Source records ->
=== Section Start ===

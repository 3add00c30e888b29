//! Cartorio - Property-Registration Index Processing
//!
//! Cartorio normalizes tabular indexes of legal property-registration
//! records and extracts the referenced page ranges out of scanned source
//! volumes. Each index row names a registration (matrícula), a document
//! type, a date, and a page span inside an `{origin}_{volume}.pdf` source
//! file; the library rewrites every row with a canonical output path and a
//! shared-document flag, then writes one PDF per row containing exactly the
//! referenced pages.
//!
//! # Quick Start
//!
//! ```rust,no_run
//! use std::sync::Arc;
//! use cartorio::{IndexRecord, PipelineConfig, TracingSink, extract_documents_sync, normalize_index};
//!
//! # fn main() -> cartorio::Result<()> {
//! let records: Vec<IndexRecord> = vec![/* supplied by the caller */];
//! let sink = Arc::new(TracingSink);
//!
//! // Pass 1: rewrite output paths and shared-document flags.
//! let outcome = normalize_index(&records, "docs", sink.as_ref())?;
//!
//! // Pass 2: materialize one PDF per record from the processing directory.
//! let config = PipelineConfig::default();
//! let stats = extract_documents_sync(&outcome.records, "processos", sink, &config)?;
//! println!("extracted {} of {} records", stats.success, stats.total);
//! # Ok(())
//! # }
//! ```
//!
//! # Architecture
//!
//! - **Text Module** (`text`): pure normalization: diacritic stripping,
//!   document-type classification, date standardization, registration-key
//!   extraction
//! - **PDF Module** (`pdf`): page-range parsing and lopdf-backed page
//!   extraction
//! - **Core Module** (`core`): the two pipelines, shared-document
//!   detection, path composition, configuration
//! - **Events** (`events`): the narrow sink contract the pipelines report
//!   through
//!
//! # Failure model
//!
//! Every per-record failure is isolated: reported as an `error` event,
//! counted, and skipped. Only invalid caller configuration (a missing
//! processing directory, an empty base directory) aborts a run.

#![deny(unsafe_code)]

pub mod core;
pub mod error;
pub mod events;
pub mod pdf;
pub mod text;
pub mod types;

pub use error::{CartorioError, Result};
pub use types::{IndexRecord, RunStats};

pub use core::config::PipelineConfig;
pub use core::extract::{extract_documents, extract_documents_sync};
pub use core::normalize::{NormalizationOutcome, normalize_index};
pub use core::paths::compose_output_path;
pub use core::shared::SharedIndex;

pub use events::{EventSink, Severity, TracingSink};

pub use pdf::extractor::{extract_page_range, source_pdf_name};
pub use pdf::pages::PageRange;

pub use text::dates::{NO_DATE, standardize_date};
pub use text::diacritics::strip_diacritics;
pub use text::doc_type::{UNKNOWN_DOC_TYPE, classify_document_type};
pub use text::registration::{RegistrationKey, extract_mat_number, mat_numbers_in};
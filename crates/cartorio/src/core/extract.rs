//! Document extraction pipeline.
//!
//! Consumes a normalized index and materializes one PDF per record at its
//! canonical path. Records have no cross-record dependency at this stage, so
//! the batch fans out over worker tasks bounded by the configured
//! concurrency limit; every output path is distinct by construction and
//! directory creation is idempotent, so workers never contend on outcomes.
//! Per-record failures are captured, reported, and counted; only a missing
//! processing directory or a panicked worker aborts the run.

use std::path::{Path, PathBuf};
use std::sync::Arc;

use once_cell::sync::Lazy;
use tokio::sync::Semaphore;
use tokio::task::JoinSet;

use crate::core::config::PipelineConfig;
use crate::error::{CartorioError, Result};
use crate::events::{EventSink, Severity};
use crate::pdf::extractor::{extract_page_range, source_pdf_name};
use crate::pdf::pages::PageRange;
use crate::types::{IndexRecord, RunStats};

/// Global Tokio runtime backing the synchronous wrappers.
///
/// Lazily initialized on first use and shared across all sync calls; if
/// runtime creation fails the process is already out of resources and
/// nothing else would work either.
static GLOBAL_RUNTIME: Lazy<tokio::runtime::Runtime> = Lazy::new(|| {
    tokio::runtime::Builder::new_multi_thread()
        .enable_all()
        .build()
        .expect("Failed to create global Tokio runtime - system may be out of resources")
});

/// Extract every record of the index concurrently.
///
/// Workers are bounded by [`PipelineConfig::effective_concurrency`]. Each
/// record emits its own progress and outcome events through `sink`; events
/// of different records may interleave. The returned counters account for
/// every record exactly once.
///
/// # Errors
///
/// Returns `CartorioError::Validation` when `source_dir` is not an existing
/// directory, and `CartorioError::Other` when a worker task panics. All
/// other failures are per-record: counted and reported, never propagated.
pub async fn extract_documents(
    records: &[IndexRecord],
    source_dir: impl AsRef<Path>,
    sink: Arc<dyn EventSink>,
    config: &PipelineConfig,
) -> Result<RunStats> {
    let source_dir = source_dir.as_ref();
    if !source_dir.is_dir() {
        return Err(CartorioError::validation(format!(
            "processing directory not found: {}",
            source_dir.display()
        )));
    }

    let total = records.len();
    sink.emit(&format!("Iniciando extração de {total} documentos..."), Severity::Info);

    let mut stats = RunStats::new(total);

    let semaphore = Arc::new(Semaphore::new(config.effective_concurrency()));
    let source_dir = Arc::new(source_dir.to_path_buf());
    let long_range_warning = config.long_range_warning;

    let mut tasks = JoinSet::new();

    for (index, record) in records.iter().cloned().enumerate() {
        let sink = Arc::clone(&sink);
        let semaphore = Arc::clone(&semaphore);
        let source_dir: Arc<PathBuf> = Arc::clone(&source_dir);

        tasks.spawn(async move {
            let _permit = semaphore.acquire().await.unwrap();
            sink.emit(
                &format!("Processando item {}/{total}: Matrícula {}", index + 1, record.label()),
                Severity::Info,
            );
            extract_record(&record, &source_dir, long_range_warning, sink.as_ref())
        });
    }

    while let Some(task_result) = tasks.join_next().await {
        match task_result {
            Ok(Ok(_pages)) => stats.success += 1,
            Ok(Err(err)) => {
                tracing::debug!("record extraction failed: {err}");
                stats.error += 1;
            }
            Err(join_err) => {
                return Err(CartorioError::Other(format!("extraction task panicked: {join_err}")));
            }
        }
    }

    sink.emit(
        &format!(
            "Extração concluída. Total: {}, Sucesso: {}, Erros: {}",
            stats.total, stats.success, stats.error
        ),
        Severity::Info,
    );

    Ok(stats)
}

/// Synchronous wrapper for [`extract_documents`].
///
/// Blocks the current thread on the shared global runtime. For async code,
/// use `extract_documents` directly.
pub fn extract_documents_sync(
    records: &[IndexRecord],
    source_dir: impl AsRef<Path>,
    sink: Arc<dyn EventSink>,
    config: &PipelineConfig,
) -> Result<RunStats> {
    GLOBAL_RUNTIME.block_on(extract_documents(records, source_dir, sink, config))
}

/// Extract a single record: field validation, source resolution, page-range
/// parse, then the extractor's failure ladder.
fn extract_record(
    record: &IndexRecord,
    source_dir: &Path,
    long_range_warning: usize,
    sink: &dyn EventSink,
) -> Result<u32> {
    const REQUIRED: [(&str, fn(&IndexRecord) -> &str); 4] = [
        ("Origem", |r| &r.origin),
        ("Volume", |r| &r.volume),
        ("Páginas", |r| &r.pages),
        ("Arquivo Extraído", |r| &r.extracted_path),
    ];
    for (field, value_of) in REQUIRED {
        if value_of(record).trim().is_empty() {
            sink.emit(
                &format!(
                    "Erro: Campo obrigatório '{field}' ausente para Matrícula {}.",
                    record.label()
                ),
                Severity::Error,
            );
            return Err(CartorioError::missing_field(field, record.label()));
        }
    }

    let source_path = source_dir.join(source_pdf_name(&record.origin, &record.volume));
    let range = PageRange::parse(&record.pages, record.label()).ok();

    extract_page_range(
        &source_path,
        range,
        &record.pages,
        &record.extracted_path,
        record.label(),
        long_range_warning,
        sink,
    )
}
//! PDF page-range handling.
//!
//! This module owns the two binary-document concerns of the crate: parsing
//! and validating the index's page-range expressions, and materializing the
//! referenced page span from a scanned source volume into a new document.
//! Page selection only: pages are carried over exactly as stored, with no
//! re-encoding, compression, or metadata rewriting.

pub mod extractor;
pub mod pages;

pub use extractor::{extract_page_range, source_pdf_name};
pub use pages::PageRange;
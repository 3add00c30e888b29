//! Pipeline configuration loading and management.

use serde::{Deserialize, Serialize};
use std::path::Path;

use crate::error::{CartorioError, Result};

/// Page-span length above which extraction emits a long-range warning.
const DEFAULT_LONG_RANGE_WARNING: usize = 10;

/// Tuning knobs for the pipelines.
///
/// Loadable from a TOML file or created programmatically; every field has a
/// default, so an empty file is a valid configuration.
///
/// # Example
///
/// ```rust
/// use cartorio::PipelineConfig;
///
/// let config = PipelineConfig::default();
/// assert_eq!(config.long_range_warning, 10);
/// ```
#[derive(Debug, Clone, Serialize, Deserialize)]
pub struct PipelineConfig {
    /// Maximum concurrent record extractions (None = num_cpus * 2).
    ///
    /// Limits parallelism to prevent resource exhaustion on large indexes.
    #[serde(default)]
    pub max_concurrent_extractions: Option<usize>,

    /// Page-span length above which a non-fatal warning event is emitted
    /// before extraction.
    #[serde(default = "default_long_range_warning")]
    pub long_range_warning: usize,
}

fn default_long_range_warning() -> usize {
    DEFAULT_LONG_RANGE_WARNING
}

impl Default for PipelineConfig {
    fn default() -> Self {
        PipelineConfig {
            max_concurrent_extractions: None,
            long_range_warning: DEFAULT_LONG_RANGE_WARNING,
        }
    }
}

impl PipelineConfig {
    /// Load configuration from a TOML file.
    ///
    /// # Errors
    ///
    /// Returns `CartorioError::Io` when the file cannot be read and
    /// `CartorioError::Validation` when it is not valid TOML for this
    /// structure.
    pub fn from_toml_file(path: impl AsRef<Path>) -> Result<Self> {
        let path = path.as_ref();
        let content = std::fs::read_to_string(path)?;
        toml::from_str(&content).map_err(|err| {
            CartorioError::validation(format!("invalid config file {}: {err}", path.display()))
        })
    }

    /// Effective concurrency limit for batch extraction.
    pub fn effective_concurrency(&self) -> usize {
        self.max_concurrent_extractions
            .unwrap_or_else(|| num_cpus::get() * 2)
            .max(1)
    }
}

#[cfg(test)]
mod tests {
    use super::*;

    #[test]
    fn test_defaults() {
        let config = PipelineConfig::default();
        assert_eq!(config.max_concurrent_extractions, None);
        assert_eq!(config.long_range_warning, 10);
        assert!(config.effective_concurrency() >= 1);
    }

    #[test]
    fn test_empty_toml_is_valid() {
        let config: PipelineConfig = toml::from_str("").unwrap();
        assert_eq!(config.long_range_warning, 10);
    }

    #[test]
    fn test_toml_overrides() {
        let config: PipelineConfig = toml::from_str(
            "max_concurrent_extractions = 4\nlong_range_warning = 25\n",
        )
        .unwrap();
        assert_eq!(config.max_concurrent_extractions, Some(4));
        assert_eq!(config.long_range_warning, 25);
        assert_eq!(config.effective_concurrency(), 4);
    }

    #[test]
    fn test_zero_concurrency_clamps_to_one() {
        let config = PipelineConfig {
            max_concurrent_extractions: Some(0),
            ..PipelineConfig::default()
        };
        assert_eq!(config.effective_concurrency(), 1);
    }
}
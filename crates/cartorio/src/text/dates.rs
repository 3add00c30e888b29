use chrono::NaiveDate;

/// Sentinel used when a date cell is missing or unparseable.
pub const NO_DATE: &str = "SemData";

/// Accepted input layouts, tried in order: day-month-year, then
/// year-month-day.
const DATE_FORMATS: [&str; 2] = ["%d-%m-%Y", "%Y-%m-%d"];

/// Standardize a free-form date cell to `YYYY-MM-DD`.
///
/// Returns [`NO_DATE`] when the cell is empty, `"-"`, or the literal
/// `"nan"` an upstream spreadsheet reader leaves behind for blank cells,
/// and when no accepted layout parses. Total over any input; never panics.
pub fn standardize_date(text: &str) -> String {
    let trimmed = text.trim();
    if trimmed.is_empty() || trimmed == "-" || trimmed == "nan" {
        return NO_DATE.to_string();
    }

    for format in DATE_FORMATS {
        if let Ok(date) = NaiveDate::parse_from_str(trimmed, format) {
            return date.format("%Y-%m-%d").to_string();
        }
    }

    NO_DATE.to_string()
}

#[cfg(test)]
mod tests {
    use super::*;

    #[test]
    fn test_day_month_year() {
        assert_eq!(standardize_date("15-03-2020"), "2020-03-15");
        assert_eq!(standardize_date("01-12-1999"), "1999-12-01");
    }

    #[test]
    fn test_year_month_day_passes_through_reformatted() {
        assert_eq!(standardize_date("2020-03-15"), "2020-03-15");
        assert_eq!(standardize_date("1987-1-5"), "1987-01-05");
    }

    #[test]
    fn test_missing_values() {
        assert_eq!(standardize_date(""), "SemData");
        assert_eq!(standardize_date("  "), "SemData");
        assert_eq!(standardize_date("-"), "SemData");
        assert_eq!(standardize_date("nan"), "SemData");
    }

    #[test]
    fn test_nan_sentinel_is_case_sensitive() {
        // "NaN" is not the spreadsheet sentinel; it simply fails to parse.
        assert_eq!(standardize_date("NaN"), "SemData");
        assert_eq!(standardize_date("nan "), "SemData");
    }

    #[test]
    fn test_unparseable_inputs_degrade_to_sentinel() {
        assert_eq!(standardize_date("15/03/2020"), "SemData");
        assert_eq!(standardize_date("março de 2020"), "SemData");
        assert_eq!(standardize_date("32-01-2020"), "SemData");
        assert_eq!(standardize_date("2020-13-01"), "SemData");
    }

    #[test]
    fn test_single_digit_day_and_month() {
        assert_eq!(standardize_date("5-3-2020"), "2020-03-05");
    }
}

=== Section End ===

Required work -> Begin at the first line of the records above and quote every line verbatim through the one that contains "(matrícula), a document".

Solution to this problem ->
repository 3add00c30e888b29
//! Cartorio - Property-Registration Index Processing
//!
//! Cartorio normalizes tabular indexes of legal property-registration
//! records and extracts the referenced page ranges out of scanned source
//! volumes. Each index row names a registration (matrícula), a document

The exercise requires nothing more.